Hi All. I’m sorry I’ve been really bad at keeping to my “1 post a week” goal so far this year. In fact, I’ve been really bad about blogging in general since the Australian move. I haven’t really had the motivation to blog. And as previously stated, sometimes I have received a lot of negative comments on any post not related to fashion, so I feel posting more honest, personal posts aren’t safe.
But today I feel different. I want to share my feelings. Because in all honesty, this Australian move has been hard. Much harder than I thought it would be. Much harder than my original move (which was 10 years ago, by the way. Yes, I’ve been an ex-pat for 10 years. And no, it doesn’t get any easier).
This time has been much harder, and for 9 months now, I’ve felt super isolated and homesick. But now of course, I feel homesick for two places. Luckily, NZ is very close and I’ve gotten to see a lot of our friends at least a couple of times over the last 9 months (especially over Christmas). But I’m still incredibly homesick for the NZ mountains. I know there are other people out there who know “once you live near the mountains you can never live anywhere else” and ohmigod have I found this to be true. I firmly believe I will never be happy living away from the mountains ever again – and yes, even though I am close to some of the world’s best beaches – I’m a mountain girl through and through.

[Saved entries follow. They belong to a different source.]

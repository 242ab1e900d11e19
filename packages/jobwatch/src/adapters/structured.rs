//! Adapter for JSON-array feeds.

use serde::{Deserialize, Serialize};
use serde_json::Value;
use tracing::{debug, warn};

use crate::error::ParseError;
use crate::types::JobPosting;

/// Field mapping for a feed that returns a JSON array of job records.
#[derive(Debug, Clone, Serialize, Deserialize)]
pub struct StructuredRule {
    /// Leading non-record elements to skip (legal notices and similar).
    #[serde(default)]
    pub skip: usize,
    pub id_field: String,
    pub title_field: String,
    pub company_field: String,
    pub link_field: String,
}

pub(super) fn extract(
    payload: &str,
    rule: &StructuredRule,
    name: &str,
    label: &str,
) -> Result<Vec<JobPosting>, ParseError> {
    let records: Vec<Value> = serde_json::from_str(payload)?;

    if records.len() <= rule.skip {
        warn!(
            source = name,
            records = records.len(),
            "no records past the preamble; feed shape may have changed"
        );
        return Ok(Vec::new());
    }

    let mut jobs = Vec::new();
    for record in records.iter().skip(rule.skip) {
        let id = field_string(record, &rule.id_field);
        let title = field_string(record, &rule.title_field);
        let link = field_string(record, &rule.link_field);
        let (Some(id), Some(title), Some(link)) = (id, title, link) else {
            debug!(source = name, "dropping record missing id/title/link");
            continue;
        };

        jobs.push(JobPosting {
            id: format!("{name}_{id}"),
            title,
            company: field_string(record, &rule.company_field),
            link,
            source: label.to_string(),
        });
    }

    Ok(jobs)
}

/// Field value as a non-empty string. Numeric ids are common in these
/// feeds, so numbers are stringified.
fn field_string(record: &Value, field: &str) -> Option<String> {
    match record.get(field)? {
        Value::String(s) if !s.is_empty() => Some(s.clone()),
        Value::Number(n) => Some(n.to_string()),
        _ => None,
    }
}

#[cfg(test)]
mod tests {
    use super::*;

    fn rule() -> StructuredRule {
        StructuredRule {
            skip: 1,
            id_field: "id".to_string(),
            title_field: "position".to_string(),
            company_field: "company".to_string(),
            link_field: "url".to_string(),
        }
    }

    #[test]
    fn skips_preamble_and_extracts_records() {
        let payload = r#"[
            {"legal": "terms of use"},
            {"id": 101, "position": "Rust Engineer", "company": "Acme", "url": "https://jobs.example/101"},
            {"id": 102, "position": "Go Engineer", "company": "Beta", "url": "https://jobs.example/102"}
        ]"#;
        let jobs = extract(payload, &rule(), "board", "Board").unwrap();
        assert_eq!(jobs.len(), 2);
        assert_eq!(jobs[0].id, "board_101");
        assert_eq!(jobs[0].title, "Rust Engineer");
        assert_eq!(jobs[0].company.as_deref(), Some("Acme"));
        assert_eq!(jobs[0].source, "Board");
    }

    #[test]
    fn numeric_and_string_ids_both_work() {
        let payload = r#"[
            {"legal": true},
            {"id": 7, "position": "A", "url": "https://x/7"},
            {"id": "abc", "position": "B", "url": "https://x/abc"}
        ]"#;
        let jobs = extract(payload, &rule(), "board", "Board").unwrap();
        assert_eq!(jobs[0].id, "board_7");
        assert_eq!(jobs[1].id, "board_abc");
    }

    #[test]
    fn records_missing_required_fields_are_dropped() {
        let payload = r#"[
            {"legal": true},
            {"id": 1, "position": "Kept", "url": "https://x/1"},
            {"position": "No id", "url": "https://x/2"},
            {"id": 3, "url": "https://x/3"},
            {"id": 4, "position": "No link"},
            {"id": 5, "position": "", "url": "https://x/5"}
        ]"#;
        let jobs = extract(payload, &rule(), "board", "Board").unwrap();
        assert_eq!(jobs.len(), 1);
        assert_eq!(jobs[0].title, "Kept");
    }

    #[test]
    fn missing_company_becomes_none() {
        let payload = r#"[
            {"legal": true},
            {"id": 1, "position": "Engineer", "url": "https://x/1"}
        ]"#;
        let jobs = extract(payload, &rule(), "board", "Board").unwrap();
        assert_eq!(jobs[0].company, None);
    }

    #[test]
    fn payload_with_only_preamble_is_empty_not_an_error() {
        let jobs = extract(r#"[{"legal": true}]"#, &rule(), "board", "Board").unwrap();
        assert!(jobs.is_empty());

        let jobs = extract("[]", &rule(), "board", "Board").unwrap();
        assert!(jobs.is_empty());
    }

    #[test]
    fn non_array_payload_is_a_parse_error() {
        let err = extract(r#"{"jobs": []}"#, &rule(), "board", "Board").unwrap_err();
        assert!(matches!(err, ParseError::Json(_)));

        let err = extract("<html></html>", &rule(), "board", "Board").unwrap_err();
        assert!(matches!(err, ParseError::Json(_)));
    }
}
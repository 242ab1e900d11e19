//! Error taxonomy for the pipeline.
//!
//! Failures are scoped to the layer that produced them: fetch and parse
//! errors stay inside one aggregation task, delivery errors stay inside one
//! notification attempt, and only store errors abort a run.

use thiserror::Error;

/// A fetch task could not produce a payload.
#[derive(Error, Debug)]
pub enum FetchError {
    #[error("http request failed: {0}")]
    Http(#[from] reqwest::Error),

    #[error("unexpected status {status} from {url}")]
    Status { status: u16, url: String },
}

/// A payload could not be decoded into job postings.
///
/// Individual malformed records are not errors; adapters drop those and
/// keep going. This type covers payloads that are unusable as a whole.
#[derive(Error, Debug)]
pub enum ParseError {
    #[error("invalid JSON payload: {0}")]
    Json(#[from] serde_json::Error),

    #[error("invalid CSS selector `{selector}`")]
    Selector { selector: String },
}

/// A persistence operation failed. The only error kind that aborts a run.
#[derive(Error, Debug)]
pub enum StoreError {
    #[error("database error: {0}")]
    Database(#[from] sqlx::Error),
}

/// A single alert could not be delivered.
#[derive(Error, Debug)]
pub enum DeliveryError {
    #[error("transport failure: {0}")]
    Transport(#[source] Box<dyn std::error::Error + Send + Sync>),

    #[error("recipient unreachable: {reason}")]
    Unreachable { reason: String },
}
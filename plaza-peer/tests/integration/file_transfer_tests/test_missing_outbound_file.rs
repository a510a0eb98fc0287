use plaza_peer::{OrchestratorEvent, OutboundFile};
use serde_json::json;

use crate::integration::{connect_pair, init_tracing};
use crate::utils::{
    MockRelayHub, TRANSFER_TIMEOUT_MS, TestPeerConfig, expect_no_event, wait_for_event,
};

#[tokio::test]
async fn test_missing_outbound_file() {
    init_tracing();

    let missing = std::env::temp_dir().join(format!("plaza-missing-{}.bin", uuid_suffix()));
    let hub = MockRelayHub::new();
    let (mut a, mut b) = connect_pair(
        &hub,
        TestPeerConfig::default(),
        Some(OutboundFile::Path(missing)),
    )
    .await
    .expect("Peers failed to connect");

    let remote = b.peer_id;
    a.handle
        .start_file_transfer(remote, json!({}))
        .await
        .expect("Failed to submit transfer");

    let failed = wait_for_event(&mut a, TRANSFER_TIMEOUT_MS, |e| {
        matches!(e, OrchestratorEvent::FileTransferFailed { .. })
    })
    .await
    .expect("Failure was never reported");
    assert_eq!(failed.peer_id(), remote);

    // Nothing was announced to the other side.
    expect_no_event(&mut b, 500, |e| {
        matches!(e, OrchestratorEvent::FileTransferAccepted { .. })
    })
    .await
    .expect("Receiver should not have seen a transfer");

    a.close().await.expect("Failed to close peer");
    b.close().await.expect("Failed to close peer");
}

fn uuid_suffix() -> String {
    plaza_core::PeerId::new().to_string()
}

But more importantly, I am incredibly homesick for my friends and family in Minnesota. You might be wondering after 10 years, why I’m so homesick right now? When I was looking for new jobs back in 2015, I was concentrating mostly on the USA. D and I planned to move back there. That was absolutely 100% the plan and I was telling my family and friends that we would be back! Well lo and behold, I didn’t get any job offers in the USA, and instead got one here in Australia. So here we are. So in a sense, I am still mourning the life that I’ve given up yet again – being closer to my family and friends in MN – and yes, I do feel a profound sense of loss. That is not to say that we don’t have friends here in Australia – we do! But I don’t have any friends in the city I that I actually live in yet. All of D & my friends still live an hour away, and at most we see them every few weeks.

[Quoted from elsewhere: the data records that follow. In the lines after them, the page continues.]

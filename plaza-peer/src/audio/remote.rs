use super::panner::PannerState;
use super::spatial::{GainStage, SpatialNode, StereoFrame};
use super::voice_activity::{Analyser, VoiceActivityEmitter};
use crate::config::VoiceActivityConfig;
use plaza_core::PeerId;
use std::sync::atomic::{AtomicU8, Ordering};
use std::sync::{Arc, Mutex};
use tokio::task::JoinHandle;
use tracing::{debug, info};
use webrtc::track::track_remote::TrackRemote;

/// Turns RTP payloads of one remote stream into mono PCM in `-1.0..=1.0`.
pub trait AudioDecoder: Send {
    fn decode(&mut self, payload: &[u8]) -> Vec<f32>;
}

/// Host audio output. Without one, remote streams are drained but not played.
pub trait AudioBackend: Send + Sync {
    fn decoder(&self, peer_id: PeerId) -> Box<dyn AudioDecoder>;
    fn play(&self, peer_id: PeerId, frame: StereoFrame);
}

/// Playback chain of one remote stream: analyser tap, spatial node, gain.
pub struct RemoteAudio {
    peer_id: PeerId,
    gain: Arc<AtomicU8>,
    spatial: Arc<Mutex<SpatialNode>>,
    emitter: VoiceActivityEmitter,
    reader: Option<JoinHandle<()>>,
}

impl RemoteAudio {
    pub fn attach<F>(
        peer_id: PeerId,
        track: Arc<TrackRemote>,
        gain: u8,
        backend: Option<Arc<dyn AudioBackend>>,
        voice: &VoiceActivityConfig,
        on_level: F,
    ) -> Self
    where
        F: Fn(f32) + Send + 'static,
    {
        info!(
            "Remote audio from {} attached ({})",
            peer_id,
            track.codec().capability.mime_type
        );

        let gain = Arc::new(AtomicU8::new(gain.min(100)));
        let spatial = Arc::new(Mutex::new(SpatialNode::default()));
        let analyser = Analyser::new(voice.window);
        let emitter = VoiceActivityEmitter::start(peer_id, analyser.clone(), voice, on_level);

        let reader = tokio::spawn(read_track(
            peer_id,
            track,
            backend,
            analyser,
            spatial.clone(),
            gain.clone(),
        ));

        Self {
            peer_id,
            gain,
            spatial,
            emitter,
            reader: Some(reader),
        }
    }

    pub fn gain(&self) -> u8 {
        self.gain.load(Ordering::Relaxed)
    }

    pub fn set_gain(&self, percent: u8) {
        self.gain.store(percent.min(100), Ordering::Relaxed);
    }

    pub fn set_panner_state(&self, state: PannerState) {
        self.spatial
            .lock()
            .unwrap_or_else(|e| e.into_inner())
            .set_state(state);
    }

    pub fn panner_state(&self) -> PannerState {
        self.spatial.lock().unwrap_or_else(|e| e.into_inner()).state()
    }

    pub fn destroy(&mut self) {
        self.emitter.destroy();
        if let Some(reader) = self.reader.take() {
            reader.abort();
            debug!("Remote audio from {} detached", self.peer_id);
        }
    }
}

impl Drop for RemoteAudio {
    fn drop(&mut self) {
        self.destroy();
    }
}

async fn read_track(
    peer_id: PeerId,
    track: Arc<TrackRemote>,
    backend: Option<Arc<dyn AudioBackend>>,
    analyser: Analyser,
    spatial: Arc<Mutex<SpatialNode>>,
    gain: Arc<AtomicU8>,
) {
    let mut decoder = backend.as_ref().map(|b| b.decoder(peer_id));

    loop {
        let packet = match track.read_rtp().await {
            Ok((packet, _)) => packet,
            Err(e) => {
                debug!("Audio track of {} ended: {}", peer_id, e);
                break;
            }
        };

        let (Some(backend), Some(decoder)) = (backend.as_ref(), decoder.as_mut()) else {
            continue;
        };
        if packet.payload.is_empty() {
            continue;
        }

        let pcm = decoder.decode(&packet.payload);
        analyser.write_samples(&pcm);
        let frame = spatial
            .lock()
            .unwrap_or_else(|e| e.into_inner())
            .render(&pcm, GainStage::new(gain.load(Ordering::Relaxed)));
        backend.play(peer_id, frame);
    }
}
pub mod audio_tests;
pub mod file_transfer_tests;
pub mod messaging_tests;
pub mod multi_peer_tests;

use anyhow::Result;
use plaza_core::PeerId;
use plaza_peer::OutboundFile;
use tracing::Level;

use crate::utils::{MockRelayHub, TestPeer, TestPeerConfig, wait_for_channels};

pub fn init_tracing() {
    let _ = tracing_subscriber::fmt()
        .with_max_level(Level::DEBUG)
        .with_test_writer()
        .try_init();
}

/// Spawns one peer per id, each with every other id in its roster.
pub async fn spawn_mesh(
    hub: &MockRelayHub,
    count: usize,
    config: TestPeerConfig,
) -> Result<Vec<TestPeer>> {
    let ids: Vec<PeerId> = (0..count).map(|_| PeerId::new()).collect();
    let mut peers = Vec::with_capacity(count);

    for id in &ids {
        let others = ids.iter().copied().filter(|other| other != id).collect();
        peers.push(TestPeer::spawn(hub, *id, others, config.clone(), None).await?);
    }
    Ok(peers)
}

/// Spawns two peers that know each other and waits until both sides have
/// their control and file channels open.
///
/// `first_file` becomes the first peer's outbound file.
pub async fn connect_pair(
    hub: &MockRelayHub,
    config: TestPeerConfig,
    first_file: Option<OutboundFile>,
) -> Result<(TestPeer, TestPeer)> {
    let (a_id, b_id) = (PeerId::new(), PeerId::new());

    let mut a = TestPeer::spawn(hub, a_id, vec![b_id], config.clone(), first_file).await?;
    let mut b = TestPeer::spawn(hub, b_id, vec![a_id], config, None).await?;

    wait_for_channels(&mut a, &[b_id]).await?;
    wait_for_channels(&mut b, &[a_id]).await?;

    Ok((a, b))
}
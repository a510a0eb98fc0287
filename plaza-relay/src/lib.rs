//! WebSocket relay that forwards signaling messages between participants.
//!
//! Each participant connects to `/signal/{peer_id}`; every JSON
//! `SignalingMessage` it sends is delivered to the socket of its `to` id.

mod relay_service;
mod ws_handler;

pub use relay_service::{RelayService, RouteError};
pub use ws_handler::ws_handler;

use axum::Router;
use axum::routing::get;
use tokio::net::TcpListener;
use tracing::info;

pub fn router(service: RelayService) -> Router {
    Router::new()
        .route("/signal/{peer_id}", get(ws_handler))
        .with_state(service)
}

/// Serves the relay on an already bound listener until the task is dropped.
pub async fn serve(listener: TcpListener) -> std::io::Result<()> {
    info!("Signaling relay listening on {}", listener.local_addr()?);
    axum::serve(listener, router(RelayService::new())).await
}
use plaza_core::{ControlMessage, Rotation, Vec3};
use plaza_peer::OrchestratorEvent;

use crate::integration::{connect_pair, init_tracing};
use crate::utils::{MESSAGE_TIMEOUT_MS, MockRelayHub, TestPeerConfig, wait_for_event};

#[tokio::test]
async fn test_peer_sends_message() {
    init_tracing();

    let hub = MockRelayHub::new();
    let (mut a, mut b) = connect_pair(&hub, TestPeerConfig::default(), None)
        .await
        .expect("Peers failed to connect");

    let message = ControlMessage::Move {
        position: Vec3::new(1.5, 0.0, -3.0),
    };
    a.handle
        .send(b.peer_id, message.clone())
        .await
        .expect("Failed to send message");

    let sender = a.peer_id;
    let event = wait_for_event(&mut b, MESSAGE_TIMEOUT_MS, |e| {
        matches!(e, OrchestratorEvent::ControlMessageReceived { .. })
    })
    .await
    .expect("Message never arrived");

    assert_eq!(
        event,
        OrchestratorEvent::ControlMessageReceived {
            peer_id: sender,
            message,
        }
    );

    // And back the other way.
    b.handle
        .send(
            sender,
            ControlMessage::Rotate {
                rotation: Rotation { y: 1.25 },
            },
        )
        .await
        .expect("Failed to send reply");

    let reply = wait_for_event(&mut a, MESSAGE_TIMEOUT_MS, |e| {
        matches!(e, OrchestratorEvent::ControlMessageReceived { .. })
    })
    .await
    .expect("Reply never arrived");

    let OrchestratorEvent::ControlMessageReceived { message, .. } = reply else {
        unreachable!();
    };
    assert_eq!(
        message,
        ControlMessage::Rotate {
            rotation: Rotation { y: 1.25 }
        }
    );

    a.close().await.expect("Failed to close peer");
    b.close().await.expect("Failed to close peer");
}
mod relay;
mod roster;

pub use relay::*;
pub use roster::*;
mod test_missing_outbound_file;
mod test_peer_sends_file;
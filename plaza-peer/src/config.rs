use crate::error::{Error, Result};
use plaza_core::IceServerConfig;
use plaza_core::utils::{
    DEFAULT_STUN_ADDR, DEFAULT_STUN_ADDR_2, DEFAULT_STUN_ADDR_3, DEFAULT_STUN_ADDR_4,
    FILE_TRANSFER_CHANNEL_ID,
};
use serde::Deserialize;
use std::time::Duration;

/// Settings for the orchestrator and every connection it creates.
#[derive(Debug, Clone, Deserialize)]
#[serde(default)]
pub struct OrchestratorConfig {
    /// STUN/TURN servers. An empty list means host candidates only.
    pub ice_servers: Vec<IceServerConfig>,
    pub connection_check_interval_ms: u64,
    /// How long a connection may stay mid-handshake before it counts as failed.
    pub negotiation_timeout_ms: u64,
    pub chunk_size: usize,
    /// Progress is reported once per this many received chunks.
    pub progress_every_chunks: u32,
    pub file_transfer_channel_id: u16,
    pub panner_sensitivity: f32,
    /// Remote playback gain, 0..=100.
    pub remote_gain: u8,
    /// Outbound microphone gain, 0..=100. Starts muted.
    pub local_gain: u8,
    pub voice: VoiceActivityConfig,
}

impl Default for OrchestratorConfig {
    fn default() -> Self {
        Self {
            ice_servers: vec![IceServerConfig {
                urls: vec![
                    DEFAULT_STUN_ADDR.to_owned(),
                    DEFAULT_STUN_ADDR_2.to_owned(),
                    DEFAULT_STUN_ADDR_3.to_owned(),
                    DEFAULT_STUN_ADDR_4.to_owned(),
                ],
                username: None,
                credential: None,
            }],
            connection_check_interval_ms: 3000,
            negotiation_timeout_ms: 15_000,
            chunk_size: 16_384,
            progress_every_chunks: 30,
            file_transfer_channel_id: FILE_TRANSFER_CHANNEL_ID,
            panner_sensitivity: 20.0,
            remote_gain: 100,
            local_gain: 0,
            voice: VoiceActivityConfig::default(),
        }
    }
}

impl OrchestratorConfig {
    pub fn from_json(text: &str) -> Result<Self> {
        let config: Self = serde_json::from_str(text)?;
        config.validate()?;
        Ok(config)
    }

    pub fn validate(&self) -> Result<()> {
        if self.chunk_size == 0 {
            return Err(Error::Config("chunk_size must be positive".into()));
        }
        if self.progress_every_chunks == 0 {
            return Err(Error::Config("progress_every_chunks must be positive".into()));
        }
        if self.connection_check_interval_ms == 0 {
            return Err(Error::Config(
                "connection_check_interval_ms must be positive".into(),
            ));
        }
        if !(self.panner_sensitivity.is_finite() && self.panner_sensitivity > 0.0) {
            return Err(Error::Config("panner_sensitivity must be positive".into()));
        }
        if self.remote_gain > 100 || self.local_gain > 100 {
            return Err(Error::Config("gains are percentages (0..=100)".into()));
        }
        self.voice.validate()
    }

    pub fn connection_check_interval(&self) -> Duration {
        Duration::from_millis(self.connection_check_interval_ms)
    }

    pub fn negotiation_timeout(&self) -> Duration {
        Duration::from_millis(self.negotiation_timeout_ms)
    }
}

#[derive(Debug, Clone, Deserialize)]
#[serde(default)]
pub struct VoiceActivityConfig {
    pub frame_interval_ms: u64,
    /// Number of most recent samples inspected per frame.
    pub window: usize,
    /// Deviations from the midpoint below this (0..=128) are treated as silence.
    pub noise_floor: u8,
    pub quantization_step: f32,
}

impl Default for VoiceActivityConfig {
    fn default() -> Self {
        Self {
            frame_interval_ms: 16,
            window: 1024,
            noise_floor: 4,
            quantization_step: 0.01,
        }
    }
}

impl VoiceActivityConfig {
    pub fn validate(&self) -> Result<()> {
        if self.window == 0 || self.frame_interval_ms == 0 {
            return Err(Error::Config(
                "voice window and frame interval must be positive".into(),
            ));
        }
        if !(self.quantization_step > 0.0 && self.quantization_step <= 1.0) {
            return Err(Error::Config(
                "voice quantization_step must be in (0, 1]".into(),
            ));
        }
        Ok(())
    }

    pub fn frame_interval(&self) -> Duration {
        Duration::from_millis(self.frame_interval_ms)
    }
}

Soooo… the last 9 months I’ve felt isolated and alone.
That’s not to say I’m not glad we ended up in Australia. With everything that is happening in the USA, I’d say I’ve dodged a bullet. Also, it’s hard to say to my family and friends that “I have a much better life as an expat” than I ever could have had in the USA. But I’ve had to give up all of my closest connections (which, as a functional only child growing up in the middle of nowhere rural MN who had almost no friends from the age of 5-12 – aka, my childhood was also profoundly lonely – seems a little crazy).
Being an ex-pat isn’t easy. Each move is different. Even when you move with a spouse, it can still be hard! And as this certainly won’t be the last move for us, I can only imagine how different the next move will be (because again, who knows when or where we’ll end up. Welcome to being an academic). I just vote that next time we end up a little bit closer to my family and the Mountains.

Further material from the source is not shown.